Received 11 November 2015
Accepted for publication 2 February 2016
Published 15 March 2016 Volume 2016:11(1) Pages 553—566
Checked for plagiarism Yes
Review by Single anonymous peer review
Peer reviewer comments 2
Editor who approved publication: Dr Richard Russell
Peng Zhao,1,2 Liping Yang,1,2 Jiansheng Li,1,2 Ya Li,1,2 Yange Tian,1,2 Suyun Li2,3
1Key Laboratory of Chinese Internal Medicine, Henan University of Traditional Chinese Medicine, 2Collaborative Innovation Center for Respiratory Disease Diagnosis and Treatment and Chinese Medicine Development of Henan Province, 3Department of Respiratory Diseases, The First Affiliated Hospital of Henan University of Traditional Chinese Medicine, Zhengzhou, People’s Republic of China
Abstract: Bufei Jianpi formula (BJF) has long been used as a therapeutic agent in the treatment of COPD. Systems pharmacology identified 145 active compounds and 175 potential targets of BJF in a previous study. Additionally, BJF was previously shown to effectively prevent COPD and its comorbidities, such as ventricular hypertrophy, by inhibition of inflammatory cytokine production, matrix metalloproteinases expression, and other cytokine production, in vivo. However, the system-level mechanism of BJF for the treatment of COPD is still unclear.
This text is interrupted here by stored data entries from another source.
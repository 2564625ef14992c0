//! Integration tests for stylesheet parsing.

use kestrel_css::values::Unit;
use kestrel_css::{
    Color, Declaration, Stylesheet, ValueKind, evaluate_media_query, parse_declarations,
    parse_stylesheet,
};

fn first_decl(sheet: &Stylesheet) -> &Declaration {
    &sheet.rules[0].declarations[0]
}

#[test]
fn test_simple_rule() {
    let sheet = parse_stylesheet("p { color: red; margin-top: 4px }");
    assert_eq!(sheet.rules.len(), 1);
    let rule = &sheet.rules[0];
    assert_eq!(rule.selectors, vec!["p"]);
    assert_eq!(rule.specificities, vec![1]);
    assert_eq!(rule.declarations.len(), 2);
    assert_eq!(
        rule.declarations[1].value.kind,
        ValueKind::Length(4.0, Unit::Px)
    );
}

#[test]
fn test_selector_list_keeps_specificity_per_selector() {
    let sheet = parse_stylesheet("h1, .title, #main { font-weight: bold }");
    let rule = &sheet.rules[0];
    assert_eq!(rule.selectors, vec!["h1", ".title", "#main"]);
    assert_eq!(rule.specificities, vec![1, 10, 100]);
}

#[test]
fn test_comments_are_stripped() {
    let sheet = parse_stylesheet("/* a { color: red } */ p { /* x */ color: blue }");
    assert_eq!(sheet.rules.len(), 1);
    assert_eq!(sheet.rules[0].selectors, vec!["p"]);
    assert_eq!(first_decl(&sheet).value.raw, "blue");
}

#[test]
fn test_unterminated_comment_runs_to_end() {
    let sheet = parse_stylesheet("p { color: red } /* div { color: blue }");
    assert_eq!(sheet.rules.len(), 1);
}

#[test]
fn test_charset_and_imports() {
    let sheet = parse_stylesheet(
        "@charset \"utf-8\";\n@import url(\"base.css\");\n@import 'print.css' print;\np { color: red }",
    );
    assert_eq!(sheet.charset.as_deref(), Some("utf-8"));
    assert_eq!(sheet.imports, vec!["base.css", "print.css"]);
    assert_eq!(sheet.rules.len(), 1);
}

#[test]
fn test_non_ascii_at_rule_preludes() {
    let sheet = parse_stylesheet(
        "@charset \"ünï\";\n@import \"éé\";\n@import ü.css;\n@import url(ñ.css);\np { color: red }",
    );
    assert_eq!(sheet.charset.as_deref(), Some("ünï"));
    assert_eq!(sheet.imports, vec!["éé", "ü.css", "ñ.css"]);
    assert_eq!(sheet.rules.len(), 1);
    assert_eq!(first_decl(&sheet).value.raw, "red");
}

#[test]
fn test_media_block_extracted() {
    let sheet = parse_stylesheet(
        "p { color: black }\n@media screen and (max-width: 600px) { p { color: red } .x { margin: 0 } }",
    );
    assert_eq!(sheet.rules.len(), 1);
    assert_eq!(sheet.media_rules.len(), 1);
    assert_eq!(sheet.media_rules[0].query, "screen and (max-width: 600px)");
    assert_eq!(sheet.media_rules[0].rules.len(), 2);
}

#[test]
fn test_applicable_rules_filters_media() {
    let sheet = parse_stylesheet(
        "a { color: black } @media (min-width: 1000px) { b { color: red } } @media print { i { color: blue } }",
    );
    assert_eq!(sheet.applicable_rules(800.0).count(), 1);
    let wide: Vec<&str> = sheet
        .applicable_rules(1200.0)
        .map(|r| r.selectors[0].as_str())
        .collect();
    assert_eq!(wide, vec!["a", "b"]);
}

#[test]
fn test_quoted_braces_do_not_end_block() {
    let sheet = parse_stylesheet("p { content: \"}\"; color: red } div { color: blue }");
    assert_eq!(sheet.rules.len(), 2);
    assert_eq!(sheet.rules[0].declarations.len(), 2);
    assert_eq!(
        sheet.rules[0].declarations[0].value.kind,
        ValueKind::Str("}".to_string())
    );
}

#[test]
fn test_escaped_quote_in_string() {
    let sheet = parse_stylesheet(r#"p { content: "a\"}"; color: red } div { color: blue }"#);
    assert_eq!(sheet.rules.len(), 2);
    assert_eq!(sheet.rules[1].selectors, vec!["div"]);
}

#[test]
fn test_unknown_at_rules_are_skipped() {
    let sheet = parse_stylesheet(
        "@font-face { font-family: x; src: url(x.woff) } @namespace svg url(x); p { color: red }",
    );
    assert_eq!(sheet.rules.len(), 1);
    assert!(sheet.media_rules.is_empty());
}

#[test]
fn test_malformed_rules_are_dropped() {
    let sheet =
        parse_stylesheet("} p color: red; div { color: blue } , { color: green } span { x }");
    let selectors: Vec<&str> = sheet.rules.iter().map(|r| r.selectors[0].as_str()).collect();
    assert_eq!(selectors, vec!["div", "span"]);
    assert!(sheet.rules[1].declarations.is_empty());
}

#[test]
fn test_invalid_selector_is_kept_but_never_parsed() {
    let sheet = parse_stylesheet("p >> q { color: red }");
    assert_eq!(sheet.rules.len(), 1);
    assert!(sheet.rules[0].parsed[0].is_none());
    assert_eq!(sheet.rules[0].specificities, vec![0]);
}

#[test]
fn test_important_declarations() {
    let decls = parse_declarations("color: red !important; margin: 0 ! IMPORTANT; padding: 1px");
    assert!(decls[0].important);
    assert_eq!(decls[0].value.raw, "red");
    assert!(decls[1].important);
    assert_eq!(decls[1].value.raw, "0");
    assert!(!decls[2].important);
}

#[test]
fn test_bad_declarations_are_dropped() {
    let decls = parse_declarations("color; : red; margin: ; padding: 2px");
    assert_eq!(decls.len(), 1);
    assert_eq!(decls[0].property, "padding");
}

#[test]
fn test_value_classification_order() {
    let decls = parse_declarations(
        "a: url(img.png); b: 'text'; c: calc(1px, 2px); d: rgb(1, 2, 3); e: #fff; f: 1.5em; g: 50%; h: Arial, sans-serif; i: block",
    );
    let kinds: Vec<&ValueKind> = decls.iter().map(|d| &d.value.kind).collect();
    assert_eq!(kinds[0], &ValueKind::Url("img.png".to_string()));
    assert_eq!(kinds[1], &ValueKind::Str("text".to_string()));
    assert!(matches!(kinds[2], ValueKind::Function { name, .. } if name == "calc"));
    assert_eq!(kinds[3], &ValueKind::Color(Color::rgb(1, 2, 3)));
    assert_eq!(kinds[4], &ValueKind::Color(Color::WHITE));
    assert_eq!(kinds[5], &ValueKind::Length(1.5, Unit::Em));
    assert_eq!(kinds[6], &ValueKind::Percentage(50.0));
    assert_eq!(
        kinds[7],
        &ValueKind::KeywordList(vec!["Arial".to_string(), "sans-serif".to_string()])
    );
    assert_eq!(kinds[8], &ValueKind::Keyword("block".to_string()));
}

#[test]
fn test_media_query_evaluation() {
    assert!(evaluate_media_query("all", 800.0));
    assert!(evaluate_media_query("screen", 800.0));
    assert!(!evaluate_media_query("print", 800.0));
    assert!(evaluate_media_query("(min-width: 600px)", 800.0));
    assert!(!evaluate_media_query("(min-width: 900px)", 800.0));
    assert!(evaluate_media_query("(max-width: 50em)", 800.0));
    assert!(!evaluate_media_query("screen and (max-width: 400px)", 800.0));
    assert!(evaluate_media_query("print, (max-width: 900px)", 800.0));
    assert!(evaluate_media_query("(orientation: landscape)", 800.0));
}

#[test]
fn test_append_keeps_order() {
    let mut sheet = parse_stylesheet("a { color: red }");
    sheet.append(parse_stylesheet("b { color: blue }"));
    let selectors: Vec<&str> = sheet.rules.iter().map(|r| r.selectors[0].as_str()).collect();
    assert_eq!(selectors, vec!["a", "b"]);
}

#[test]
fn test_print_tree() {
    let sheet = parse_stylesheet("p.note { color: red !important }");
    let dump = sheet.print_tree();
    assert!(dump.starts_with("Stylesheet\n"));
    assert!(dump.contains("Rule 1: p.note [11]"));
    assert!(dump.contains("color: red !important"));
}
The aim of this study was to gain insight into its system-level mechanisms by integrating transcriptomics, proteomics, and metabolomics together with systems pharmacology datasets. Using molecular function, pathway, and network analyses, the genes and proteins regulated in COPD rats and BJF-treated rats could be mainly attributed to oxidoreductase activity, antioxidant activity, focal adhesion, tight junction, or adherens junction. Furthermore, a comprehensive analysis of systems pharmacology, transcript, protein, and metabolite datasets is performed. The results showed that a number of genes, proteins, metabolites regulated in BJF-treated rats and potential target proteins of BJF were involved in lipid metabolism, cell junction, oxidative stress, and inflammatory response, which might be the system-level therapeutic mechanism of BJF treatment.
Keywords: Bufei Jianpi formula, system-level therapeutic mechanism, transcriptomic, proteomic, metabolomic
COPD is a serious health problem characterized primarily by irreversible airflow limitation and systemic inflammation, which represents a substantial economic burden in the world.1,2 Despite great progress in the treatment of COPD, drug therapies have not changed significantly.3 Therefore, the development of novel therapeutic drugs and strategies to improve the efficacy in treating this deadly disease is still urgently needed.
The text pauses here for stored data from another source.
//! Errors surfaced by the build pipeline and the fetch boundary.
//!
//! Markup and stylesheet problems never show up here; the parsers recover
//! and report them through the warning channel. Only failures the caller
//! has to act on become an `Err`.

use thiserror::Error;

use crate::tab::TabId;

/// Why a document could not be built.
#[derive(Debug, Error)]
pub enum BuildError {
    /// The markup was empty or only whitespace.
    #[error("empty document")]
    InvalidInput,

    /// The primary document could not be fetched.
    #[error("failed to load {url}: {reason}")]
    FetchFailure {
        /// The address that was requested.
        url: String,
        /// What went wrong.
        reason: String,
    },

    /// The navigation was cancelled before it finished.
    #[error("navigation cancelled")]
    Cancelled,

    /// No tab has this id.
    #[error("no tab with id {0}")]
    UnknownTab(TabId),
}

impl BuildError {
    /// Wrap a failed primary fetch of `url`.
    pub(crate) fn from_fetch(url: &str, err: FetchError) -> Self {
        match err {
            FetchError::Cancelled => Self::Cancelled,
            other => Self::FetchFailure {
                url: url.to_string(),
                reason: other.to_string(),
            },
        }
    }
}

/// A single fetch failed.
#[derive(Debug, Error)]
pub enum FetchError {
    /// The URL has a scheme the fetcher cannot retrieve.
    #[error("invalid URL '{0}'")]
    InvalidUrl(String),

    /// The server answered with a non-success status.
    #[error("HTTP status {0}")]
    Http(u16),

    /// The request could not be sent or the body could not be read.
    #[error("transport error: {0}")]
    Transport(String),

    /// The caller's cancellation fired first.
    #[error("fetch cancelled")]
    Cancelled,

    /// Reading a `file://` URL failed.
    #[error(transparent)]
    Io(#[from] std::io::Error),
}

/// An [`EngineConfig`](crate::EngineConfig) file could not be loaded.
#[derive(Debug, Error)]
pub enum ConfigError {
    /// The file could not be read.
    #[error("failed to read config: {0}")]
    Io(#[from] std::io::Error),

    /// The file is not valid config JSON.
    #[error("invalid config: {0}")]
    Json(#[from] serde_json::Error),
}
Bufei Jianpi formula (BJF), a traditional Chinese medicine (TCM), has provided effective relief of symptoms in patients with COPD. Our clinical study demonstrated that BJF had extensive pharmacological effects on patients with COPD, such as alleviating the clinical symptoms of stable COPD, reducing the exacerbation frequency, delaying acute exacerbation, and improving pulmonary function and exercise capacity.4
Increasing evidences demonstrate that, in treating complex illnesses, including COPD, treatment formula containing multiple drugs with distinct but related mechanisms can usually exert synergistic therapeutic effects and amplify the therapeutic efficacies of each agent.5,6 In the previous study, we constructed a systems pharmacological model by combining active compound prediction, target prediction, and network pharmacology to clarify the active compounds and therapeutic mechanism of BJF. Systems pharmacology successfully identified 145 bioactive ingredients from BJF and predicted 175 potential targets of the active components contained in BJF. Moreover, we experimentally demonstrated that BJF was effective for the treatment of COPD and ventricular hypertrophy due to its inhibitory effect on the inflammatory cytokine, and hypertrophic factors expression, protease–antiprotease imbalance, and collagen deposition, in vivo.7 Systems pharmacology, as an understanding of the function of the biological system, provided a system-wide view of the therapeutic mechanism of BJF in treating COPD rats. However, we should provide more experimental evidences to validate the systems pharmacology predictions at system level.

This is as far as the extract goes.